>>

//! Content-type driven body encoding
//!
//! Turns a caller payload into what the transport sends, based on the declared
//! content type:
//! - `application/json`: unchanged
//! - `application/x-www-form-urlencoded`: a query string
//! - `multipart/form-data`: a [`MultipartForm`], with file parts read
//!   asynchronously; JSON arrays and scalars are rejected
//! - anything else: unchanged

use crate::types::{FilePart, FileSource, FormValue, MultipartForm, PartContent, Payload};
use futures::future::{self, BoxFuture, FutureExt};
use serde_json::Value;

pub const CONTENT_TYPE_JSON: &str = "application/json";
pub const CONTENT_TYPE_FORM_URLENCODED: &str = "application/x-www-form-urlencoded";
pub const CONTENT_TYPE_FORM_DATA: &str = "multipart/form-data";

/// Content types the codec knows how to encode
#[derive(Debug, Clone, PartialEq, Eq)]
pub enum ContentType {
    Json,
    FormUrlencoded,
    FormData,
    Other(String),
}

impl ContentType {
    /// Parse a MIME string; parameters and case are ignored
    pub fn from_mime(mime: &str) -> Self {
        let essence = mime.split(';').next().unwrap_or("").trim().to_lowercase();
        match essence.as_str() {
            CONTENT_TYPE_JSON => ContentType::Json,
            CONTENT_TYPE_FORM_URLENCODED => ContentType::FormUrlencoded,
            CONTENT_TYPE_FORM_DATA => ContentType::FormData,
            _ => ContentType::Other(essence),
        }
    }

    pub fn as_str(&self) -> &str {
        match self {
            ContentType::Json => CONTENT_TYPE_JSON,
            ContentType::FormUrlencoded => CONTENT_TYPE_FORM_URLENCODED,
            ContentType::FormData => CONTENT_TYPE_FORM_DATA,
            ContentType::Other(mime) => mime,
        }
    }
}

/// Body encoding failures
#[derive(Debug, thiserror::Error)]
pub enum CodecError {
    #[error("Failed to read file part '{field}' ({file}): {source}")]
    FileRead {
        field: String,
        file: String,
        #[source]
        source: std::io::Error,
    },

    #[error("multipart/form-data needs an object or form fields, got {found}")]
    UnsupportedMultipart { found: &'static str },
}

/// Encode a payload for the given content type
///
/// Deterministic for identical input; the only side effect is reading file
/// parts from disk.
pub async fn encode(payload: &Payload, content_type: &ContentType) -> Result<Payload, CodecError> {
    match content_type {
        ContentType::FormUrlencoded => Ok(encode_form_urlencoded(payload)),
        ContentType::FormData => encode_multipart(payload).await,
        ContentType::Json | ContentType::Other(_) => Ok(payload.clone()),
    }
}

fn encode_form_urlencoded(payload: &Payload) -> Payload {
    let mut pairs = Vec::new();
    match payload {
        Payload::Json(value @ (Value::Object(_) | Value::Array(_))) => {
            flatten_value(None, value, &mut pairs);
        }
        Payload::Form(fields) => {
            for (key, value) in fields.entries() {
                match value {
                    FormValue::Field(value) => flatten_value(Some(key.as_str()), value, &mut pairs),
                    FormValue::File(_) | FormValue::Files(_) => {
                        tracing::warn!(field = %key, "File values cannot be url-encoded, skipping");
                    }
                }
            }
        }
        other => return other.clone(),
    }

    let mut serializer = url::form_urlencoded::Serializer::new(String::new());
    for (key, value) in &pairs {
        serializer.append_pair(key, value);
    }
    Payload::Text(serializer.finish())
}

/// Flatten nested values into bracketed keys: `a[b]=c`, `a[0]=x`
fn flatten_value(prefix: Option<&str>, value: &Value, out: &mut Vec<(String, String)>) {
    let child_key = |key: &str| match prefix {
        Some(prefix) => format!("{}[{}]", prefix, key),
        None => key.to_string(),
    };

    match value {
        Value::Object(map) => {
            for (key, value) in map {
                flatten_value(Some(&child_key(key)), value, out);
            }
        }
        Value::Array(items) => {
            for (index, value) in items.iter().enumerate() {
                flatten_value(Some(&child_key(&index.to_string())), value, out);
            }
        }
        scalar => {
            if let Some(prefix) = prefix {
                out.push((prefix.to_string(), stringify_field(scalar)));
            }
        }
    }
}

/// Plain field stringification shared by both form encodings
pub fn stringify_field(value: &Value) -> String {
    match value {
        Value::String(s) => s.clone(),
        Value::Null => String::new(),
        other => other.to_string(),
    }
}

type PartFuture<'a> = BoxFuture<'a, Result<(String, PartContent), CodecError>>;

async fn encode_multipart(payload: &Payload) -> Result<Payload, CodecError> {
    let mut pending: Vec<PartFuture<'_>> = Vec::new();

    match payload {
        Payload::Json(Value::Object(map)) => {
            for (key, value) in map {
                pending.push(ready_text(key, value));
            }
        }
        Payload::Form(fields) => {
            for (key, value) in fields.entries() {
                match value {
                    FormValue::Field(value) => pending.push(ready_text(key, value)),
                    FormValue::File(file) => pending.push(load_file(key, file)),
                    FormValue::Files(files) => {
                        pending.extend(files.iter().map(|file| load_file(key, file)));
                    }
                }
            }
        }
        // Arrays and scalars have no field names to split into parts
        Payload::Json(value) => {
            return Err(CodecError::UnsupportedMultipart {
                found: json_kind(value),
            })
        }
        other => return Ok(other.clone()),
    }

    // Every part is awaited before the form is assembled; order follows input order.
    let parts = future::try_join_all(pending).await?;

    let mut form = MultipartForm::new();
    for (name, content) in parts {
        form.push(name, content);
    }
    Ok(Payload::Multipart(form))
}

fn json_kind(value: &Value) -> &'static str {
    match value {
        Value::Null => "null",
        Value::Bool(_) => "a boolean",
        Value::Number(_) => "a number",
        Value::String(_) => "a string",
        Value::Array(_) => "an array",
        Value::Object(_) => "an object",
    }
}

fn ready_text<'a>(key: &'a str, value: &'a Value) -> PartFuture<'a> {
    future::ready(Ok((key.to_string(), PartContent::Text(stringify_field(value))))).boxed()
}

fn load_file<'a>(key: &'a str, file: &'a FilePart) -> PartFuture<'a> {
    async move {
        let content = file.load().await.map_err(|source| CodecError::FileRead {
            field: key.to_string(),
            file: match &file.source {
                FileSource::Path(path) => path.display().to_string(),
                FileSource::Bytes(_) => file.file_name.clone().unwrap_or_default(),
            },
            source,
        })?;
        Ok((key.to_string(), content))
    }
    .boxed()
}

<<

Instructions for the task: Only the lines containing "unchanged" are needed; pull them out of the listing.

Output below:
//! - `application/json`: unchanged
//! - anything else: unchanged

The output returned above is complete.